Classical: CD Review: Mendelssohn incites aural storm
MENDELSSOHN: SYMPHONY NO 3; SCHOENBERG:
VARIATIONS;
DEBUSSY: LA MER
BERLIN PHILHARMONIC/ MITROPOULOS
RECORDED 1960
ORFEO/CHANDOS
C 488981 B
MOOD MUSIC in the truest sense of the term, means changeable, dramatic, impulsive and emotive. The Berlin Philharmonic plays at the limit of its capabilities, conducted by a musical explorer who also was a composer and mountaineer. Two months after this fabulous Salzburg concert took place in the Sixties, Dimitri Mitropoulos collapsed and died. He was leading Mahler's "Third" at the time, but although Mahler is popularly viewed as the special territory of Mitropoulos (at least in the concert hall), his Mendelssohn was no less remarkable.
The symphony's opening is swift, ardent and just a mite impatient, while the Allegro that follows is something more than "a little agitated" - Mendelssohn's own marking. Sample how the Berlin flutes and strings sing out (8'11"), and how winds of change incite a raging aural storm (9'45"). The Scherzo is dangerously fast: "Vivace no troppo" becomes "Vivace or bust', the Adagio is unusually forthright and the finale, a veritable stampede. No other recorded version is as exciting, and even Mitropoulos's own long-deleted New York Philharmonic LP is but a pale reflection of this superb Berlin concert performance. One senses a free spirit manipulating a magnificent instrument, not so much for beauty of tone, as for the sake of his special vision.

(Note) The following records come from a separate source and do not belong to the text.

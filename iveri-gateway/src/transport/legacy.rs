//! Legacy SOAP web service.
//!
//! Three operations (`lookup`, `authenticate`, `fProcessAndSettle`) are posted as SOAP 1.1
//! envelopes to the live or test endpoint. Each returns an array of strings of the form
//! `Key||Value`, which [`prettify_response`] folds into a map.
//!
//! Success is signalled by the `Result` entry: lookup succeeds when `Result > -1`,
//! authenticate and debit when `Result == 0`. A response without `Result` yields `X001`.
//! Any fault on the way (network, HTTP status, SOAP fault, unreadable XML) yields `X000`.

use std::collections::HashMap;

use quick_xml::{
    Reader, Writer,
    events::{BytesDecl, BytesEnd, BytesStart, BytesText, Event},
};
use tracing::{debug, instrument, warn};

use super::{
    GatewayProtocol, TransportFault,
    http::{HttpTransport, RequestContext},
    sealed,
};
use crate::{
    card::CardType,
    codes::{COMMUNICATION_ERROR, UNEXPECTED_ERROR},
    config::Configuration,
    transaction::{
        AuthorizeDetail, DebitDetail, LookupDetail, ResultDetail, Transaction, TransactionKind,
        TransactionResult,
    },
};

/// Namespace of the legacy operations.
pub const SERVICE_NAMESPACE: &str = "http://iveri.com/";

const SOAP_ENVELOPE_NAMESPACE: &str = "http://schemas.xmlsoap.org/soap/envelope/";

/// Separator between key and value in a response entry.
pub const ENTRY_DELIMITER: &str = "||";

/// Remote operation.
#[derive(Debug, Clone, Copy, PartialEq, Eq)]
pub enum Operation {
    /// 3-D Secure enrolment lookup.
    Lookup,
    /// 3-D Secure PARes authentication.
    Authenticate,
    /// Authorise and settle a card payment.
    ProcessAndSettle,
}

impl Operation {
    /// Remote operation name.
    #[must_use]
    pub const fn as_str(self) -> &'static str {
        match self {
            Self::Lookup => "lookup",
            Self::Authenticate => "authenticate",
            Self::ProcessAndSettle => "fProcessAndSettle",
        }
    }

    /// Value of the `SOAPAction` header.
    #[must_use]
    pub fn soap_action(self) -> String {
        format!("\"{SERVICE_NAMESPACE}{}\"", self.as_str())
    }

    const fn kind(self) -> TransactionKind {
        match self {
            Self::Lookup => TransactionKind::ThreeDSecureLookup,
            Self::Authenticate => TransactionKind::ThreeDSecureAuthorize,
            Self::ProcessAndSettle => TransactionKind::Debit,
        }
    }
}

/// Folds `Key||Value` entries into a map.
///
/// Entries without the delimiter are dropped; keys and values are trimmed; a repeated
/// key keeps its last value. Only the first delimiter splits, so values may contain `||`.
///
/// # Examples
///
/// ```
/// use iveri_gateway::transport::legacy::prettify_response;
///
/// let map = prettify_response(["Result||0", "ErrorDesc||it&apos;s ok", "garbage"]);
/// assert_eq!(map.len(), 2);
/// assert_eq!(map["Result"], "0");
/// assert_eq!(map["ErrorDesc"], "it&apos;s ok");
/// ```
#[must_use]
pub fn prettify_response<I, S>(entries: I) -> HashMap<String, String>
where
    I: IntoIterator<Item = S>,
    S: AsRef<str>,
{
    entries
        .into_iter()
        .filter_map(|entry| {
            let (key, value) = entry.as_ref().split_once(ENTRY_DELIMITER)?;
            Some((key.trim().to_owned(), value.trim().to_owned()))
        })
        .collect()
}

fn common_params(config: &Configuration) -> Vec<(&'static str, String)> {
    vec![
        ("ApplicationID", config.application_id().to_owned()),
        ("CertificateID", config.certificate_id().to_owned()),
        ("UserGroupID", config.user_group_id().to_owned()),
        ("Username", config.username().to_owned()),
        ("Password", config.password().to_owned()),
        ("Mode", config.mode().to_owned()),
    ]
}

fn amount_param(transaction: &Transaction) -> String {
    transaction.amount_in_cents().map(|cents| cents.to_string()).unwrap_or_default()
}

/// Operation parameters, in wire order.
#[must_use]
pub fn operation_params(
    operation: Operation,
    config: &Configuration,
    transaction: &Transaction,
) -> Vec<(&'static str, String)> {
    let mut params = common_params(config);
    match operation {
        Operation::Lookup => params.extend([
            ("MerchantReference", transaction.reference().to_owned()),
            ("Amount", amount_param(transaction)),
            ("Currency", transaction.currency().to_owned()),
            ("PAN", transaction.pan_number().to_owned()),
            ("ExpiryDate", transaction.expiry_date()),
        ]),
        Operation::Authenticate => params.extend([
            ("TransactionIndex", transaction.transaction_index().unwrap_or_default().to_owned()),
            ("PARes", transaction.pares().unwrap_or_default().to_owned()),
        ]),
        Operation::ProcessAndSettle => params.extend([
            ("CardType", CardType::classify(transaction.pan_number()).as_str().to_owned()),
            ("PAN", transaction.pan_number().to_owned()),
            ("ExpiryDate", transaction.expiry_date()),
            ("CardSecurityCode", transaction.pan_code().to_owned()),
            ("CardholderName", transaction.pan_holder_name().to_owned()),
            ("Amount", amount_param(transaction)),
            ("Currency", transaction.currency().to_owned()),
            ("MerchantReference", transaction.reference().to_owned()),
            ("ElectronicCommerceIndicator", transaction.eci().unwrap_or_default().to_owned()),
            ("CAVV", transaction.cavv().unwrap_or_default().to_owned()),
            ("XID", transaction.xid().unwrap_or_default().to_owned()),
        ]),
    }
    params
}

fn write_fault(error: impl std::fmt::Display) -> TransportFault {
    TransportFault::Malformed(format!("cannot encode SOAP envelope: {error}"))
}

/// Builds the SOAP 1.1 request envelope.
///
/// # Errors
///
/// Returns [`TransportFault::Malformed`] if the envelope cannot be written.
pub fn build_envelope(
    operation: Operation,
    params: &[(&str, String)],
) -> Result<String, TransportFault> {
    let mut writer = Writer::new(Vec::new());

    writer
        .write_event(Event::Decl(BytesDecl::new("1.0", Some("utf-8"), None)))
        .map_err(write_fault)?;

    let mut envelope = BytesStart::new("soap:Envelope");
    envelope.push_attribute(("xmlns:soap", SOAP_ENVELOPE_NAMESPACE));
    writer.write_event(Event::Start(envelope)).map_err(write_fault)?;
    writer.write_event(Event::Start(BytesStart::new("soap:Body"))).map_err(write_fault)?;

    let mut call = BytesStart::new(operation.as_str());
    call.push_attribute(("xmlns", SERVICE_NAMESPACE));
    writer.write_event(Event::Start(call)).map_err(write_fault)?;

    for (name, value) in params {
        writer.write_event(Event::Start(BytesStart::new(*name))).map_err(write_fault)?;
        writer.write_event(Event::Text(BytesText::new(value))).map_err(write_fault)?;
        writer.write_event(Event::End(BytesEnd::new(*name))).map_err(write_fault)?;
    }

    writer.write_event(Event::End(BytesEnd::new(operation.as_str()))).map_err(write_fault)?;
    writer.write_event(Event::End(BytesEnd::new("soap:Body"))).map_err(write_fault)?;
    writer.write_event(Event::End(BytesEnd::new("soap:Envelope"))).map_err(write_fault)?;

    String::from_utf8(writer.into_inner()).map_err(write_fault)
}

/// Extracts the `<string>` entries of the `<{operation}Result>` element.
///
/// # Errors
///
/// Returns [`TransportFault::Malformed`] for unreadable XML, a SOAP `Fault`, or a
/// response without the result element.
pub fn parse_envelope(operation: Operation, xml: &str) -> Result<Vec<String>, TransportFault> {
    let result_element = format!("{}Result", operation.as_str());
    let mut reader = Reader::from_str(xml);
    reader.config_mut().trim_text(true);

    let mut entries = Vec::new();
    let mut in_result = false;
    let mut saw_result = false;
    let mut current: Option<String> = None;

    loop {
        match reader.read_event() {
            Ok(Event::Start(e)) => {
                let name = e.local_name();
                let name = name.as_ref();
                if name == b"Fault" {
                    return Err(TransportFault::Malformed("SOAP fault".to_owned()));
                }
                if name == result_element.as_bytes() {
                    in_result = true;
                    saw_result = true;
                } else if in_result && name == b"string" {
                    current = Some(String::new());
                }
            }
            Ok(Event::Empty(e)) => {
                let name = e.local_name();
                if name.as_ref() == result_element.as_bytes() {
                    saw_result = true;
                } else if in_result && name.as_ref() == b"string" {
                    entries.push(String::new());
                }
            }
            Ok(Event::Text(e)) => {
                if let Some(text) = current.as_mut() {
                    let unescaped =
                        e.unescape().map_err(|e| TransportFault::Malformed(e.to_string()))?;
                    text.push_str(&unescaped);
                }
            }
            Ok(Event::CData(e)) => {
                if let Some(text) = current.as_mut() {
                    text.push_str(&String::from_utf8_lossy(&e.into_inner()));
                }
            }
            Ok(Event::End(e)) => {
                let name = e.local_name();
                if name.as_ref() == b"string" {
                    if let Some(text) = current.take() {
                        entries.push(text);
                    }
                } else if name.as_ref() == result_element.as_bytes() {
                    in_result = false;
                }
            }
            Ok(Event::Eof) => break,
            Ok(_) => {}
            Err(e) => return Err(TransportFault::Malformed(format!("invalid XML: {e}"))),
        }
    }

    if !saw_result {
        return Err(TransportFault::Malformed(format!("response has no {result_element}")));
    }

    Ok(entries)
}

fn is_success(operation: Operation, result: &str) -> bool {
    let Ok(code) = result.trim().parse::<i64>() else {
        return false;
    };
    match operation {
        Operation::Lookup => code > -1,
        Operation::Authenticate | Operation::ProcessAndSettle => code == 0,
    }
}

/// Interprets a prettified response for `operation`.
#[must_use]
pub fn interpret(operation: Operation, map: &HashMap<String, String>) -> TransactionResult {
    let kind = operation.kind();
    let get = |key: &str| map.get(key).filter(|v| !v.is_empty()).cloned();

    let mut message = get("ErrorDesc");
    if operation == Operation::ProcessAndSettle {
        message = message.or_else(|| get("FSPMessage"));
    }

    let Some(result) = map.get("Result") else {
        warn!(operation = operation.as_str(), "legacy response has no Result");
        return TransactionResult::failure(kind, UNEXPECTED_ERROR, message.as_deref());
    };

    if !is_success(operation, result) {
        let code = get("ErrorCode")
            .or_else(|| Some(result.trim()).filter(|r| !r.is_empty()).map(str::to_owned))
            .unwrap_or_else(|| UNEXPECTED_ERROR.to_owned());
        return TransactionResult::failure(kind, code, message.as_deref());
    }

    let detail = match operation {
        Operation::Lookup => ResultDetail::Lookup(LookupDetail {
            transaction_index: get("TransactionIndex"),
            enrolled: get("Enrolled"),
            acs_url: get("ACSUrl"),
            pareq: get("PAReq"),
            eci: get("ECI"),
            order_id: None,
        }),
        Operation::Authenticate => ResultDetail::Authorize(AuthorizeDetail {
            cavv: get("CAVV"),
            xid: get("XID"),
            eci: get("ECI"),
            signature_verification: get("SignatureVerification"),
            pares_status: get("PAResStatus"),
        }),
        Operation::ProcessAndSettle => ResultDetail::Debit(DebitDetail {
            transaction_index: get("TransactionIndex"),
            authorisation_code: get("AuthorisationCode"),
            raw: None,
        }),
    };

    TransactionResult::success(kind, detail)
}

/// Legacy SOAP transport.
#[derive(Debug, Clone)]
pub struct LegacyTransport {
    http: HttpTransport,
}

impl sealed::private::Sealed for LegacyTransport {}

impl LegacyTransport {
    /// Creates a legacy transport over the given HTTP client.
    #[must_use]
    pub const fn new(http: HttpTransport) -> Self {
        Self { http }
    }

    async fn call(
        &self,
        operation: Operation,
        config: &Configuration,
        transaction: &Transaction,
    ) -> Result<HashMap<String, String>, TransportFault> {
        let params = operation_params(operation, config, transaction);
        let envelope = build_envelope(operation, &params)?;
        let soap_action = operation.soap_action();

        let ctx = RequestContext {
            url: config.legacy_url(),
            headers: vec![("SOAPAction", soap_action.as_str())],
            content_type: Some("text/xml; charset=utf-8"),
            ..Default::default()
        };
        let response = self.http.post(ctx, envelope.into_bytes()).await?;
        let body = String::from_utf8_lossy(&response.body);
        let map = prettify_response(parse_envelope(operation, &body)?);
        debug!(keys = ?map.keys().collect::<Vec<_>>(), "legacy response parsed");
        Ok(map)
    }

    #[instrument(
        skip_all,
        fields(
            transaction_id = %transaction.id(),
            operation = operation.as_str(),
            url = config.legacy_url()
        )
    )]
    async fn perform(
        &self,
        operation: Operation,
        config: &Configuration,
        transaction: &Transaction,
    ) -> TransactionResult {
        match self.call(operation, config, transaction).await {
            Ok(map) => interpret(operation, &map),
            Err(fault) => {
                warn!(error = %fault, "legacy gateway call failed");
                TransactionResult::failure(operation.kind(), COMMUNICATION_ERROR, None)
            }
        }
    }
}

impl GatewayProtocol for LegacyTransport {
    async fn lookup<'a>(
        &'a self,
        config: &'a Configuration,
        transaction: &'a Transaction,
    ) -> TransactionResult {
        self.perform(Operation::Lookup, config, transaction).await
    }

    async fn authorize<'a>(
        &'a self,
        config: &'a Configuration,
        transaction: &'a Transaction,
    ) -> TransactionResult {
        self.perform(Operation::Authenticate, config, transaction).await
    }

    async fn debit<'a>(
        &'a self,
        config: &'a Configuration,
        transaction: &'a Transaction,
    ) -> TransactionResult {
        self.perform(Operation::ProcessAndSettle, config, transaction).await
    }

    fn protocol_name(&self) -> &'static str {
        "legacy"
    }
}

Thirty-two years earlier, in 1928, the same orchestra prompted both anger and consternation when Wilhelm Furtwangler premiered Schoenberg's then- baffling Variations for Orchestra. Mitropoulos makes the same territory sound as natural as a Brahms symphony, though when it comes to Debussy's La Mer, strong currents and bullying crosswinds prevail and the music assumes - or seems to assume - a mind of its own. Here Mitropoulos appears more victim than victor, a play thing of the waves, destined for shipwreck - though, again, careful listening reveals an unfamiliar incident. There is no better Mitropoulos memorial and the single-channel recording reproduces with great clarity. Unmissable.